Moment civique, moment politique

Les jours d’élection ont toujours été, pour moi, des moments à part, intenses, importants. Probablement, certainement même, l’engagement de mes parents y est pour quelque chose. Je ne sais plus à quel âge j’ai commencé à accompagner ma mère ou mon père au bureau de vote, observant le protocole, la remise de l’enveloppe, les bulletins de vote, le passage dans l’isoloir et le résonnant « A voté ! » qui ponctue le cérémonial, tout cela m’excitait et j’attendais avec impatience le moment où, à mon tour, j’allais pouvoir passer dans l’isoloir pour accomplir mon « devoir civique ». Je n’ai jamais raté une élection, votant quand je le pouvais, établissant une procuration dans le cas contraire.

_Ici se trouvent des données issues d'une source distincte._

//! Report Synthesizer — builds one evaluation report per interview and caches
//! it forever.
//!
//! Storage sits behind the `ReportStore` trait so the synthesis algorithm can
//! be exercised against in-memory fakes; production uses `PgReportStore`. The
//! UNIQUE constraint on `interview_id` is the only safeguard against two
//! first-time callers racing: the loser's insert conflicts and it falls back
//! to re-reading the winner's copy instead of failing.

use async_trait::async_trait;
use serde::Serialize;
use sqlx::PgPool;
use tracing::{info, warn};
use uuid::Uuid;

use crate::errors::AppError;
use crate::llm_client::{ChatMessage, GenerationClient, GenerationRequest};
use crate::models::interview::InterviewRow;
use crate::models::report::EvaluationReportRow;
use crate::models::transcript::TranscriptRecord;
use crate::report::prompts::{build_report_prompt, REPORT_SYSTEM};
use crate::transcript;

const REPORT_TEMPERATURE: f32 = 0.6;
const REPORT_MAX_TOKENS: u32 = 1200;

/// Whether the report came from the cache or was synthesized on this call.
#[derive(Debug, Clone, Copy, PartialEq, Eq, Serialize)]
#[serde(rename_all = "lowercase")]
pub enum ReportSource {
    Database,
    Ai,
}

#[derive(Debug, Clone, Serialize)]
pub struct SynthesizedReport {
    pub report_text: String,
    pub source: ReportSource,
}

/// Outcome of a first-time report insert.
pub enum ReportWrite {
    Inserted,
    /// A concurrent caller already wrote one; re-read instead of failing.
    Conflicted,
}

/// Storage boundary for the synthesizer.
#[async_trait]
pub trait ReportStore: Send + Sync {
    async fn find_report(&self, interview_id: Uuid)
        -> Result<Option<EvaluationReportRow>, AppError>;
    async fn insert_report(&self, interview_id: Uuid, report_text: &str)
        -> Result<ReportWrite, AppError>;
    async fn load_interview(&self, interview_id: Uuid) -> Result<Option<InterviewRow>, AppError>;
    async fn load_transcript(
        &self,
        interview_id: Uuid,
    ) -> Result<Option<TranscriptRecord>, AppError>;
}

/// Returns the evaluation report for `interview_id`, synthesizing it on first
/// demand. At most one generation call is ever made per interview id; every
/// later request is a cache read.
pub async fn get_report(
    store: &dyn ReportStore,
    llm: &dyn GenerationClient,
    interview_id: Uuid,
) -> Result<SynthesizedReport, AppError> {
    if let Some(cached) = store.find_report(interview_id).await? {
        return Ok(SynthesizedReport {
            report_text: cached.report_text,
            source: ReportSource::Database,
        });
    }

    let interview = store
        .load_interview(interview_id)
        .await?
        .ok_or_else(|| AppError::NotFound(format!("Interview {interview_id} not found")))?;
    let record = store
        .load_transcript(interview_id)
        .await?
        .ok_or_else(|| {
            AppError::NotFound(format!("No transcript recorded for interview {interview_id}"))
        })?;

    let prompt = build_report_prompt(&interview, &record);
    let request = GenerationRequest {
        messages: vec![ChatMessage::system(REPORT_SYSTEM), ChatMessage::user(prompt)],
        temperature: REPORT_TEMPERATURE,
        max_tokens: REPORT_MAX_TOKENS,
    };

    let report_text = llm
        .generate(request)
        .await
        .map_err(AppError::service_unavailable)?;

    match store.insert_report(interview_id, &report_text).await? {
        ReportWrite::Inserted => {
            info!("Synthesized evaluation report for interview {interview_id}");
            Ok(SynthesizedReport {
                report_text,
                source: ReportSource::Ai,
            })
        }
        ReportWrite::Conflicted => {
            // Lost the first-write race; the cached copy is authoritative.
            warn!("Concurrent report write for interview {interview_id}, re-reading cached copy");
            let cached = store.find_report(interview_id).await?.ok_or_else(|| {
                AppError::Internal(anyhow::anyhow!(
                    "report insert conflicted but no cached report found for {interview_id}"
                ))
            })?;
            Ok(SynthesizedReport {
                report_text: cached.report_text,
                source: ReportSource::Database,
            })
        }
    }
}

/// PostgreSQL-backed store. The transcript is keyed by the interview id
/// rendered as the session id string — sessions are started with the
/// interview's id.
pub struct PgReportStore {
    pool: PgPool,
}

impl PgReportStore {
    pub fn new(pool: PgPool) -> Self {
        Self { pool }
    }
}

#[async_trait]
impl ReportStore for PgReportStore {
    async fn find_report(
        &self,
        interview_id: Uuid,
    ) -> Result<Option<EvaluationReportRow>, AppError> {
        Ok(
            sqlx::query_as("SELECT * FROM evaluation_reports WHERE interview_id = $1")
                .bind(interview_id)
                .fetch_optional(&self.pool)
                .await?,
        )
    }

    async fn insert_report(
        &self,
        interview_id: Uuid,
        report_text: &str,
    ) -> Result<ReportWrite, AppError> {
        let result = sqlx::query(
            r#"
            INSERT INTO evaluation_reports (interview_id, report_text)
            VALUES ($1, $2)
            ON CONFLICT (interview_id) DO NOTHING
            "#,
        )
        .bind(interview_id)
        .bind(report_text)
        .execute(&self.pool)
        .await?;

        if result.rows_affected() == 0 {
            Ok(ReportWrite::Conflicted)
        } else {
            Ok(ReportWrite::Inserted)
        }
    }

    async fn load_interview(&self, interview_id: Uuid) -> Result<Option<InterviewRow>, AppError> {
        crate::interview::store::get_interview(&self.pool, interview_id).await
    }

    async fn load_transcript(
        &self,
        interview_id: Uuid,
    ) -> Result<Option<TranscriptRecord>, AppError> {
        transcript::load_transcript(&self.pool, &interview_id.to_string()).await
    }
}

#[cfg(test)]
mod tests {
    use super::*;
    use crate::llm_client::LlmError;
    use crate::models::transcript::{TranscriptEntryRow, TranscriptRow};
    use chrono::Utc;
    use std::collections::HashMap;
    use std::sync::atomic::{AtomicUsize, Ordering};
    use std::sync::Mutex;

    struct CountingClient {
        reply: String,
        calls: AtomicUsize,
    }

    impl CountingClient {
        fn new(reply: &str) -> Self {
            Self {
                reply: reply.to_string(),
                calls: AtomicUsize::new(0),
            }
        }

        fn calls(&self) -> usize {
            self.calls.load(Ordering::SeqCst)
        }
    }

    #[async_trait]
    impl GenerationClient for CountingClient {
        async fn generate(&self, _request: GenerationRequest) -> Result<String, LlmError> {
            self.calls.fetch_add(1, Ordering::SeqCst);
            Ok(self.reply.clone())
        }
    }

    /// In-memory store. `conflict_on_insert` simulates losing the first-write
    /// race: the insert reports a conflict and plants the "winner's" report.
    #[derive(Default)]
    struct MemReportStore {
        reports: Mutex<HashMap<Uuid, String>>,
        interviews: Mutex<HashMap<Uuid, InterviewRow>>,
        transcripts: Mutex<HashMap<Uuid, TranscriptRecord>>,
        conflict_on_insert: Option<String>,
    }

    #[async_trait]
    impl ReportStore for MemReportStore {
        async fn find_report(
            &self,
            interview_id: Uuid,
        ) -> Result<Option<EvaluationReportRow>, AppError> {
            Ok(self.reports.lock().unwrap().get(&interview_id).map(|text| {
                EvaluationReportRow {
                    id: Uuid::new_v4(),
                    interview_id,
                    report_text: text.clone(),
                    created_at: Utc::now(),
                }
            }))
        }

        async fn insert_report(
            &self,
            interview_id: Uuid,
            report_text: &str,
        ) -> Result<ReportWrite, AppError> {
            if let Some(winner) = &self.conflict_on_insert {
                self.reports
                    .lock()
                    .unwrap()
                    .insert(interview_id, winner.clone());
                return Ok(ReportWrite::Conflicted);
            }
            self.reports
                .lock()
                .unwrap()
                .insert(interview_id, report_text.to_string());
            Ok(ReportWrite::Inserted)
        }

        async fn load_interview(
            &self,
            interview_id: Uuid,
        ) -> Result<Option<InterviewRow>, AppError> {
            Ok(self.interviews.lock().unwrap().get(&interview_id).cloned())
        }

        async fn load_transcript(
            &self,
            interview_id: Uuid,
        ) -> Result<Option<TranscriptRecord>, AppError> {
            Ok(self.transcripts.lock().unwrap().get(&interview_id).cloned())
        }
    }

    fn seed(store: &MemReportStore) -> Uuid {
        let interview_id = Uuid::new_v4();
        let interview = InterviewRow {
            id: interview_id,
            owner_id: Uuid::new_v4(),
            job_position: "Backend Engineer".to_string(),
            job_description: "Rust services".to_string(),
            duration_minutes: 30,
            types: vec!["Technical".to_string()],
            questions: vec!["Q1".to_string(), "Q2".to_string()],
            created_at: Utc::now(),
        };
        let record = TranscriptRecord {
            transcript: TranscriptRow {
                id: Uuid::new_v4(),
                session_id: interview_id.to_string(),
                candidate_name: "Jordan Lee".to_string(),
                candidate_email: "jordan@example.com".to_string(),
                created_at: Utc::now(),
            },
            entries: vec![TranscriptEntryRow {
                id: 1,
                session_id: interview_id.to_string(),
                time_label: "00:30".to_string(),
                user_text: "my answer".to_string(),
                ai_text: "first question".to_string(),
                created_at: Utc::now(),
            }],
        };
        store
            .interviews
            .lock()
            .unwrap()
            .insert(interview_id, interview);
        store
            .transcripts
            .lock()
            .unwrap()
            .insert(interview_id, record);
        interview_id
    }

    #[tokio::test]
    async fn test_first_call_synthesizes_and_caches() {
        let store = MemReportStore::default();
        let id = seed(&store);
        let llm = CountingClient::new("the report");

        let report = get_report(&store, &llm, id).await.unwrap();
        assert_eq!(report.report_text, "the report");
        assert_eq!(report.source, ReportSource::Ai);
        assert_eq!(llm.calls(), 1);
        assert!(store.reports.lock().unwrap().contains_key(&id));
    }

    #[tokio::test]
    async fn test_repeated_calls_hit_cache_with_at_most_one_generation() {
        let store = MemReportStore::default();
        let id = seed(&store);
        let llm = CountingClient::new("the report");

        let first = get_report(&store, &llm, id).await.unwrap();
        let second = get_report(&store, &llm, id).await.unwrap();
        let third = get_report(&store, &llm, id).await.unwrap();

        assert_eq!(first.report_text, second.report_text);
        assert_eq!(second.report_text, third.report_text);
        assert_eq!(second.source, ReportSource::Database);
        assert_eq!(third.source, ReportSource::Database);
        assert_eq!(llm.calls(), 1);
    }

    #[tokio::test]
    async fn test_missing_interview_is_not_found_and_nothing_cached() {
        let store = MemReportStore::default();
        let llm = CountingClient::new("unused");

        let err = get_report(&store, &llm, Uuid::new_v4()).await.unwrap_err();
        assert!(matches!(err, AppError::NotFound(_)));
        assert_eq!(llm.calls(), 0);
        assert!(store.reports.lock().unwrap().is_empty());
    }

    #[tokio::test]
    async fn test_missing_transcript_is_not_found_and_nothing_cached() {
        let store = MemReportStore::default();
        let id = seed(&store);
        store.transcripts.lock().unwrap().remove(&id);
        let llm = CountingClient::new("unused");

        let err = get_report(&store, &llm, id).await.unwrap_err();
        assert!(matches!(err, AppError::NotFound(_)));
        assert_eq!(llm.calls(), 0);
        assert!(store.reports.lock().unwrap().is_empty());
    }

    #[tokio::test]
    async fn test_write_conflict_falls_back_to_cached_copy() {
        let mut store = MemReportStore::default();
        store.conflict_on_insert = Some("the winner's report".to_string());
        let id = seed(&store);
        let llm = CountingClient::new("the loser's report");

        let report = get_report(&store, &llm, id).await.unwrap();
        assert_eq!(report.report_text, "the winner's report");
        assert_eq!(report.source, ReportSource::Database);
    }

    #[tokio::test]
    async fn test_generation_failure_surfaces_and_caches_nothing() {
        struct FailingClient;

        #[async_trait]
        impl GenerationClient for FailingClient {
            async fn generate(&self, _request: GenerationRequest) -> Result<String, LlmError> {
                Err(LlmError::Timeout { secs: 30 })
            }
        }

        let store = MemReportStore::default();
        let id = seed(&store);

        let err = get_report(&store, &FailingClient, id).await.unwrap_err();
        assert!(matches!(err, AppError::ServiceUnavailable(_)));
        assert!(store.reports.lock().unwrap().is_empty());
    }
}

Ma défiance vis-à-vis du vote électronique, je la dois certes à ma qualité d’ingénieur informaticien, qui sait combien il est facile de détourner un programme (même si le logiciel des machines à voter est protégé par de nombreux dispositifs, même si le vote papier ne prémunit pas non plus de la fraude), mais je la dois aussi à mon attachement presque fétichiste à ces enveloppes remplies de bulletins. Mon premier vote s’est suivi, quelques heures plus tard, de mon premier dépouillement occupé, comme scrutateur, à ouvrir les enveloppes, déplier des bulletins, énoncer le nom du candidat ou de la liste, dessiner les petits bâtons correspondants, les décompter, les recompter, les totaliser, les pourcentiser, tandis qu’autour de nous bruissaient les estimations glanées à la radio ou à la télévision (je suis un vieux croûton : du temps de mes premiers suffrages, le téléphone portable n’existait pas encore. Désormais, on connaît parfois les résultats avant même d’avoir ouvert la première enveloppe). Après quoi, tout le monde fonçait à la mairie pour connaître les résultats de la ville entière. Continuer la lecture de « Moment civique, moment politique »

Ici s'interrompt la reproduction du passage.